Доктор Скюдери явился, как и обещал, но совсем уж поздно. У Дазая к тому моменту снова начался жар, весьма взволновавший Чую. Скюдери внимательно осмотрел его, прослушал грудную клетку, заметив, что все это может быть на фоне нервного расстройства, также вызванного приемом морфия. Подозрения о том, что с Дазаем еще что-то не так, Скюдери снова не озвучил, но Чуя слышал намеки в его словах на то, что он прекрасно сознает, что Дазай находится в тяжелом нервном состоянии и опять посоветовал отправить его в лечебницу.
– Вы уж извините, господин Накахара, я душевными болезнями плохо ведаю, но кой-чего знаю по такому делу. Нужна помощь! Очень нужна. Утром к вам зайду.
– Может, вам чаю? – Чуя предложил уже в передней, когда доктор спешился уйти.
– Нет-с, без чаю обойдусь! Устал сильно, спать пойду, а утром – к вам! Но если вдруг совсем худо будет, зовите!
Чуя надеялся, что не придется. Доктор даже плату в этот приход с него не взял. Отмахнулся. Сказал, что потом. Снова неловко стало. Доброта добротой, а работа должна оплачиваться. Тут недалеко, но все же доктор примчался к ним и утром собирался. Если честно, Чуе было чуточку легче от того, что Скюдери проявлял такую участливость, одному или с незнакомым человеком было бы тяжелее.
Несмотря на то, что Скюдери наказал звать его, Чуя надеялся, что продержится и сам. А ночь выдалась тяжкой. У Дазая усилился жар и бред, из которого Чуя не мог понять ни слова и только дрожал всем сердцем, глядя на состояние Дазая. Около трех ночи Осаму будто бы очнулся и принялся звать его. Чуя притащил еще одну лампу, чтобы повнимательнее разглядеть Дазая, оценить его состояние. Глаза его блуждали какой-то миг, но то и дело пытались застыть на одном объекте, на самом Чуе, а тот подсел к нему с кресла, которое и без того было придвинуто поближе к оттоманке.

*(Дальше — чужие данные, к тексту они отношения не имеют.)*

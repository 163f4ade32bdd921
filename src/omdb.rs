use crate::config::Config;
use crate::models::{MovieDetail, SearchResultItem};
use anyhow::Context;
use async_trait::async_trait;
use reqwest::Client;
use serde::Deserialize;
use std::time::Duration;
use thiserror::Error;

pub const NOT_FOUND_MESSAGE: &str = "Movie not found";
const STATUS_MESSAGE: &str = "Something went wrong with fetching movies.";

#[derive(Debug, Clone, PartialEq, Error)]
pub enum FetchError {
    /// OMDb answered `Response: "False"`; `reason` is its `Error` text.
    #[error("Movie not found")]
    NotFound { reason: Option<String> },
    #[error("Something went wrong with fetching movies.")]
    Status(u16),
    #[error("{0}")]
    Transport(String),
    #[error("request cancelled")]
    Cancelled,
}

#[derive(Debug, Clone, PartialEq)]
pub struct SearchPage {
    pub items: Vec<SearchResultItem>,
    pub total_results: u64,
}

#[async_trait]
pub trait OmdbApi: Send + Sync {
    async fn search(&self, query: &str, page: u32) -> Result<SearchPage, FetchError>;
    async fn fetch_detail(&self, id: &str) -> Result<MovieDetail, FetchError>;
}

#[derive(Debug, Clone)]
pub struct OmdbClient {
    client: Client,
    base_url: String,
    api_key: String,
}

impl OmdbClient {
    pub fn new(base_url: &str, api_key: &str, timeout: Duration) -> anyhow::Result<Self> {
        let user_agent = format!("popcorn/{}", env!("CARGO_PKG_VERSION"));
        let client = Client::builder()
            .connect_timeout(Duration::from_secs(5))
            .timeout(timeout)
            .user_agent(user_agent)
            .build()
            .context("Failed to build OMDb HTTP client")?;
        Ok(Self {
            client,
            base_url: base_url.to_string(),
            api_key: api_key.to_string(),
        })
    }

    pub fn from_config(config: &Config) -> anyhow::Result<Self> {
        Self::new(
            &config.omdb_base_url,
            &config.omdb_api_key,
            config.http_timeout,
        )
    }

    fn search_url(&self, query: &str, page: u32) -> String {
        format!(
            "{}?apikey={}&s={}&page={page}",
            self.base_url,
            urlencoding::encode(&self.api_key),
            urlencoding::encode(query)
        )
    }

    fn detail_url(&self, id: &str) -> String {
        format!(
            "{}?apikey={}&i={}",
            self.base_url,
            urlencoding::encode(&self.api_key),
            urlencoding::encode(id)
        )
    }

    async fn get_json<T: for<'de> Deserialize<'de>>(&self, url: &str) -> Result<T, FetchError> {
        let res = self
            .client
            .get(url)
            .send()
            .await
            .map_err(|e| FetchError::Transport(format!("request failed: {e}")))?;
        let status = res.status();
        if !status.is_success() {
            tracing::warn!(status = status.as_u16(), "OMDb returned non-success status");
            return Err(FetchError::Status(status.as_u16()));
        }
        let text = res
            .text()
            .await
            .map_err(|e| FetchError::Transport(format!("reading body failed: {e}")))?;
        serde_json::from_str(&text)
            .map_err(|e| FetchError::Transport(format!("JSON parse failed: {e}")))
    }
}

#[async_trait]
impl OmdbApi for OmdbClient {
    async fn search(&self, query: &str, page: u32) -> Result<SearchPage, FetchError> {
        tracing::debug!(query = %query, page, "OMDb search");
        let data: SearchResponse = self.get_json(&self.search_url(query, page)).await?;
        map_search(data)
    }

    async fn fetch_detail(&self, id: &str) -> Result<MovieDetail, FetchError> {
        tracing::debug!(id = %id, "OMDb detail");
        let data: DetailResponse = self.get_json(&self.detail_url(id)).await?;
        map_detail(id, data)
    }
}

#[derive(Debug, Deserialize)]
struct SearchResponse {
    #[serde(rename = "Search", default)]
    search: Vec<SearchHit>,
    #[serde(rename = "totalResults")]
    total_results: Option<String>,
    #[serde(rename = "Response")]
    response: String,
    #[serde(rename = "Error")]
    error: Option<String>,
}

#[derive(Debug, Deserialize)]
struct SearchHit {
    #[serde(rename = "Title")]
    title: String,
    #[serde(rename = "Year", default)]
    year: String,
    #[serde(rename = "imdbID")]
    imdb_id: String,
    #[serde(rename = "Poster")]
    poster: Option<String>,
}

#[derive(Debug, Default, Deserialize)]
#[serde(rename_all = "PascalCase", default)]
struct DetailResponse {
    #[serde(rename = "imdbID")]
    imdb_id: Option<String>,
    title: Option<String>,
    year: Option<String>,
    poster: Option<String>,
    runtime: Option<String>,
    #[serde(rename = "imdbRating")]
    imdb_rating: Option<String>,
    plot: Option<String>,
    released: Option<String>,
    actors: Option<String>,
    director: Option<String>,
    genre: Option<String>,
    response: Option<String>,
    error: Option<String>,
}

fn map_search(data: SearchResponse) -> Result<SearchPage, FetchError> {
    if data.response != "True" {
        tracing::debug!(reason = ?data.error, "OMDb search reported no match");
        return Err(FetchError::NotFound { reason: data.error });
    }
    let total_results = data
        .total_results
        .as_deref()
        .and_then(parse_total_results)
        .unwrap_or(0);
    let items = data
        .search
        .into_iter()
        .map(|hit| SearchResultItem {
            id: hit.imdb_id,
            title: hit.title,
            year: hit.year,
            poster_url: hit.poster.and_then(known),
        })
        .collect();
    Ok(SearchPage {
        items,
        total_results,
    })
}

fn map_detail(requested_id: &str, data: DetailResponse) -> Result<MovieDetail, FetchError> {
    if data.response.as_deref() != Some("True") {
        return Err(FetchError::NotFound { reason: data.error });
    }
    let runtime = data.runtime.unwrap_or_else(|| "N/A".to_string());
    Ok(MovieDetail {
        id: data.imdb_id.unwrap_or_else(|| requested_id.to_string()),
        title: data.title.unwrap_or_default(),
        year: data.year.unwrap_or_default(),
        poster_url: data.poster.and_then(known),
        runtime_minutes: parse_runtime_minutes(&runtime),
        runtime,
        external_rating: data.imdb_rating.as_deref().and_then(parse_rating),
        plot: data.plot.and_then(known),
        release_date: data.released.and_then(known),
        actors: data.actors.and_then(known),
        director: data.director.and_then(known),
        genre: data.genre.and_then(known),
    })
}

/// OMDb spells missing values as `"N/A"`.
fn known(value: String) -> Option<String> {
    let trimmed = value.trim();
    if trimmed.is_empty() || trimmed.eq_ignore_ascii_case("N/A") {
        None
    } else {
        Some(value)
    }
}

pub fn parse_runtime_minutes(input: &str) -> Option<f32> {
    input
        .split_whitespace()
        .next()
        .and_then(|n| n.parse::<f32>().ok())
}

pub fn parse_rating(input: &str) -> Option<f32> {
    input.trim().parse::<f32>().ok()
}

pub fn parse_total_results(input: &str) -> Option<u64> {
    input.trim().parse().ok()
}

/// User-facing text for a failed search; `None` means nothing is shown.
pub fn search_error_message(err: &FetchError) -> Option<String> {
    match err {
        FetchError::Cancelled => None,
        FetchError::NotFound { .. } => Some(NOT_FOUND_MESSAGE.to_string()),
        FetchError::Status(_) => Some(STATUS_MESSAGE.to_string()),
        FetchError::Transport(msg) => Some(msg.clone()),
    }
}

– Воды хочешь? – Чуя поднес к его рту стакан, Дазай попытался взяться, но не стал делать попытки – позволил себя напоить. Кажется, влага пошла немножко на пользу. – Полегче?
Дазай неясно мотнул головой, а потом вдруг спросил:
– Я же не убил его?
Этот вопрос уже звучал. Дазай мысленно вцепился в него и не мог успокоиться. Это изводило.
– Я увел тебя оттуда, ты помнишь? – Чуя погладил его по щетинистой щеке. – Хоть что-нибудь помнишь?
Дазай задумался. Он навалился на Чую, но тот и не возражал, прижал к себе покрепче.
– Фёдор мне сказал, что Фукудзава виноват. Есть свидетель, Чуя. Фёдор хотел, чтобы этим убийством его, Фукудзавы, все это закончилось. Я правда хотел все закончить. Я не знаю, как это действует и сейчас уверен, что это изначально был сломанный механизм, но я просто уже не знал, как это все должно быть исправлено, – бормотал Дазай. – Перед тобой тоже виноват.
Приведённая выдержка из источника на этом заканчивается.